Bankruptcy can come to anyone. Usually, it’s bad financial planning or a bad investment decision that brings this about. It is also a statistical fact that most who make their own money also end up blowing it all in their own lifetime.

When the one-time Conservative MP-turned-novelist Jeffrey Archer went bankrupt that was because of a bad investment decision. Back in the 1970s, he thought he was destined to be prime minister, but nobody told him that back in those days that only gentlemen became prime minister, and he has since made another fortune by writing books. But back to Becker. 

Boris Becker has probably not slept a wink since the prison cell doors closed on his back on Friday and the warden shouted “lights out”. The lights have gone out for Becker for now – this will be the first Wimbledon in 25 years when we won’t be listening to his wisdom – at the greatest Grand Slam of the year. But I hope he can take comfort in the knowledge that many people make it back from bankruptcy and imprisonment. I don’t excuse his stupidity in breaking the law, but I am compassionate enough to understand why he acted in the way he did. 

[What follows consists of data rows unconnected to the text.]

//! Prompt showing the cluster and the selected index

use reedline::{Prompt, PromptEditMode, PromptHistorySearch, PromptHistorySearchStatus};

use super::shared_state::SharedState;

/// Custom prompt for the searchsh REPL
pub struct SearchPrompt {
    /// Cluster name from the last ping
    cluster: Option<String>,
    /// Index selected with `use`
    index: Option<String>,
    /// Whether the cluster answered
    connected: bool,
}

impl SearchPrompt {
    /// Create a new prompt
    ///
    /// # Arguments
    /// * `cluster` - Cluster name, if known
    /// * `index` - Selected index, if any
    /// * `connected` - Whether connected to the cluster
    pub fn new(cluster: Option<String>, index: Option<String>, connected: bool) -> Self {
        Self {
            cluster,
            index,
            connected,
        }
    }

    /// Snapshot the prompt fields from the session state
    pub fn from_state(state: &SharedState) -> Self {
        Self::new(state.get_cluster_name(), state.get_index(), state.is_connected())
    }

    fn label(&self) -> String {
        let cluster = self.cluster.as_deref().unwrap_or("searchsh");
        match &self.index {
            Some(index) => format!("{}/{}", cluster, index),
            None => cluster.to_string(),
        }
    }
}

impl Prompt for SearchPrompt {
    fn render_prompt_left(&self) -> std::borrow::Cow<'_, str> {
        if self.connected {
            format!("{}> ", self.label()).into()
        } else {
            format!("{} (disconnected)> ", self.label()).into()
        }
    }

    fn render_prompt_right(&self) -> std::borrow::Cow<'_, str> {
        "".into()
    }

    /// Empty since the indicator is part of the left prompt
    fn render_prompt_indicator(&self, _prompt_mode: PromptEditMode) -> std::borrow::Cow<'_, str> {
        "".into()
    }

    fn render_prompt_multiline_indicator(&self) -> std::borrow::Cow<'_, str> {
        "... ".into()
    }

    fn render_prompt_history_search_indicator(
        &self,
        history_search: PromptHistorySearch,
    ) -> std::borrow::Cow<'_, str> {
        let prefix = match history_search.status {
            PromptHistorySearchStatus::Passing => "",
            PromptHistorySearchStatus::Failing => "failing ",
        };

        format!("({}reverse-search: {}) ", prefix, history_search.term).into()
    }
}
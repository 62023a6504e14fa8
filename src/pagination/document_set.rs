use crate::search::{Hit, Scope, SortCursor};

/// Ordered hits loaded so far for one scope
///
/// Only [`PaginationController`](super::PaginationController) mutates a
/// document set. It grows by appending pages and shrinks only through
/// [`DocumentSet::reset`].
#[derive(Debug, Clone, Default, PartialEq)]
pub struct DocumentSet {
    /// Hits in arrival order
    hits: Vec<Hit>,

    /// Total reported with the most recent page; `None` until one arrives
    total: Option<u64>,

    /// Sort values of the last appended hit
    cursor: SortCursor,

    /// Collection and filter this set belongs to
    scope: Scope,
}

impl DocumentSet {
    /// Create an empty set for a scope
    pub fn new(scope: Scope) -> Self {
        Self {
            scope,
            ..Self::default()
        }
    }

    /// Drop all hits, the cursor and the total, and switch to `scope`
    pub fn reset(&mut self, scope: Scope) {
        self.hits.clear();
        self.total = None;
        self.cursor = SortCursor::start();
        self.scope = scope;
    }

    /// Append a page in server order
    ///
    /// `total` replaces the previous total verbatim. The cursor moves to the
    /// last appended hit and stays put when the page is empty.
    pub fn append(&mut self, hits: Vec<Hit>, total: u64) {
        if let Some(last) = hits.last() {
            self.cursor = last.sort.clone();
        }
        self.hits.extend(hits);
        self.total = Some(total);
    }

    /// Whether the server reported more hits than are loaded
    ///
    /// Unknown totals (nothing fetched yet) count as "more".
    pub fn has_more(&self) -> bool {
        self.total.is_none_or(|total| (self.hits.len() as u64) < total)
    }

    pub fn len(&self) -> usize {
        self.hits.len()
    }

    pub fn is_empty(&self) -> bool {
        self.hits.is_empty()
    }

    pub fn get(&self, index: usize) -> Option<&Hit> {
        self.hits.get(index)
    }

    pub fn hits(&self) -> &[Hit] {
        &self.hits
    }

    pub fn total(&self) -> Option<u64> {
        self.total
    }

    pub fn cursor(&self) -> &SortCursor {
        &self.cursor
    }

    pub fn scope(&self) -> &Scope {
        &self.scope
    }
}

I studied Theology at Peterhouse, at the University of Cambridge. Redemption and forgiveness are strong narratives in my discipline. Increasingly, however, and especially for those in public life, this never seems to apply. Why not? We seem increasingly pleased by humiliation and punishment. The bigger the celebrity name, the more we enjoy it. 

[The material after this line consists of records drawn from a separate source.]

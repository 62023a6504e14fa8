//! Candidate provider for shell-level completion
//!
//! Supplies command keywords, their subcommands and index names. Index names
//! come from the cluster and are cached for a short time so that completion
//! does not issue a request per keystroke.

use std::sync::{Arc, RwLock};
use std::time::{Duration, Instant};

use tokio::runtime::{Handle, RuntimeFlavor};

use crate::search::SearchService;

/// Trait for providing completion candidates
pub trait CandidateProvider: Send + Sync {
    /// Get index names matching the prefix
    fn indices(&self, prefix: &str) -> Vec<String>;

    /// Get top-level commands matching the prefix
    fn commands(&self, prefix: &str) -> Vec<String>;

    /// Get the subcommands of `command` matching the prefix
    fn subcommands(&self, command: &str, prefix: &str) -> Vec<String>;
}

/// Commands accepted at the start of a line
pub const COMMANDS: &[&str] = &[
    "show", "use", "mapping", "browse", "search", "GET", "POST", "PUT", "DELETE", "HEAD",
    "bookmark", "history", "format", "help", "exit", "quit",
];

/// Commands whose first argument is an index name
pub const INDEX_COMMANDS: &[&str] = &["use", "browse", "mapping"];

/// Cache for index names
struct IndexCache {
    indices: Vec<String>,
    last_fetch: Option<Instant>,
    ttl: Duration,
}

impl IndexCache {
    fn new(ttl: Duration) -> Self {
        Self {
            indices: Vec::new(),
            last_fetch: None,
            ttl,
        }
    }

    fn is_valid(&self) -> bool {
        self.last_fetch
            .is_some_and(|fetched| fetched.elapsed() < self.ttl)
    }

    fn update(&mut self, indices: Vec<String>) {
        self.indices = indices;
        self.last_fetch = Some(Instant::now());
    }
}

/// Candidate provider backed by the search service
pub struct IndexCandidateProvider {
    cache: Arc<RwLock<IndexCache>>,
    service: Option<Arc<dyn SearchService>>,
}

impl IndexCandidateProvider {
    /// Create a new candidate provider
    ///
    /// # Arguments
    /// * `service` - Service used to list indices; `None` offers no index names
    pub fn new(service: Option<Arc<dyn SearchService>>) -> Self {
        Self {
            cache: Arc::new(RwLock::new(IndexCache::new(Duration::from_secs(30)))),
            service,
        }
    }

    /// Get cached index names or fetch them from the cluster
    fn cached_indices(&self) -> Vec<String> {
        {
            let cache = self.cache.read().unwrap();
            if cache.is_valid() {
                return cache.indices.clone();
            }
        }

        let Some(service) = &self.service else {
            return Vec::new();
        };

        // block_in_place needs the multi-threaded runtime
        let indices = match Handle::try_current() {
            Ok(handle) if handle.runtime_flavor() == RuntimeFlavor::MultiThread => {
                let service = service.clone();
                tokio::task::block_in_place(|| {
                    handle.block_on(async move {
                        match service.list().await {
                            Ok(list) => list.into_iter().map(|info| info.name).collect(),
                            Err(e) => {
                                tracing::debug!("Index listing for completion failed: {}", e);
                                Vec::new()
                            }
                        }
                    })
                })
            }
            _ => return Vec::new(),
        };

        self.cache.write().unwrap().update(indices.clone());
        indices
    }
}

/// Filter by prefix, then order exact match first, shorter names next, then alphabetically
pub fn filter_by_prefix<S: AsRef<str>>(items: &[S], prefix: &str) -> Vec<String> {
    let mut filtered: Vec<String> = items
        .iter()
        .map(|item| -> &str { item.as_ref() })
        .filter(|item| item.starts_with(prefix))
        .map(str::to_string)
        .collect();

    filtered.sort_by(|a, b| {
        (a != prefix)
            .cmp(&(b != prefix))
            .then(a.len().cmp(&b.len()))
            .then_with(|| a.cmp(b))
    });
    filtered
}

impl CandidateProvider for IndexCandidateProvider {
    fn indices(&self, prefix: &str) -> Vec<String> {
        // Hidden system indices only when asked for explicitly
        let cached = self.cached_indices();
        let visible: Vec<&String> = cached
            .iter()
            .filter(|name| !name.starts_with('.') || prefix.starts_with('.'))
            .collect();
        filter_by_prefix(&visible, prefix)
    }

    fn commands(&self, prefix: &str) -> Vec<String> {
        // Keep declaration order so frequent commands come first
        COMMANDS
            .iter()
            .filter(|cmd| cmd.starts_with(prefix) || cmd.to_lowercase().starts_with(prefix))
            .map(|cmd| cmd.to_string())
            .collect()
    }

    fn subcommands(&self, command: &str, prefix: &str) -> Vec<String> {
        let subs: &[&str] = match command {
            "show" => &["indices", "collections"],
            "bookmark" => &["list", "save", "run", "rm"],
            "format" => &["json", "json-pretty", "table", "compact"],
            _ => &[],
        };
        filter_by_prefix(subs, prefix)
    }
}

I can’t give Boris Becker any advice on what prison life is like. I can only imagine how grim indeed he must be feeling. I am penning him this note in the hope that he might read it and think about life after Wandsworth Prison in South London. I recommend that he read Jeffrey Archer’s prison diaries. It is light relief – it’s a kind of introductory guide to prison – but for a more fundamental inner look at self, I can do no better than to suggest he turn to the Reverend Jonathan Aitken. He was a British Cabinet minister under John Major as prime minister. He was found guilty of perjury in 1999. The details don’t matter now, suffice to say, Jonathan has since turned his life around and is a prison visitor and a parish priest. His book is worth reading again and again. How to fall like Lucifer comes to mind. 

Read in Daily Maverick: On forgiveness

Boris, your many friends are wishing you forgiveness. We are wishing you strength but, above all, we are hoping you will turn your life around and when you are out, do public good. Lots of public good. You have one of the best senses of humour of anyone I know. I just hope it will help you pull through. I know you can do it and we will all be waiting for you on the other side. 

Derek Laud is a visiting professor of London South Bank University, an Honorary Fellow at Cambridge University, Lucy Cavendish College, and tennis commentator and writer.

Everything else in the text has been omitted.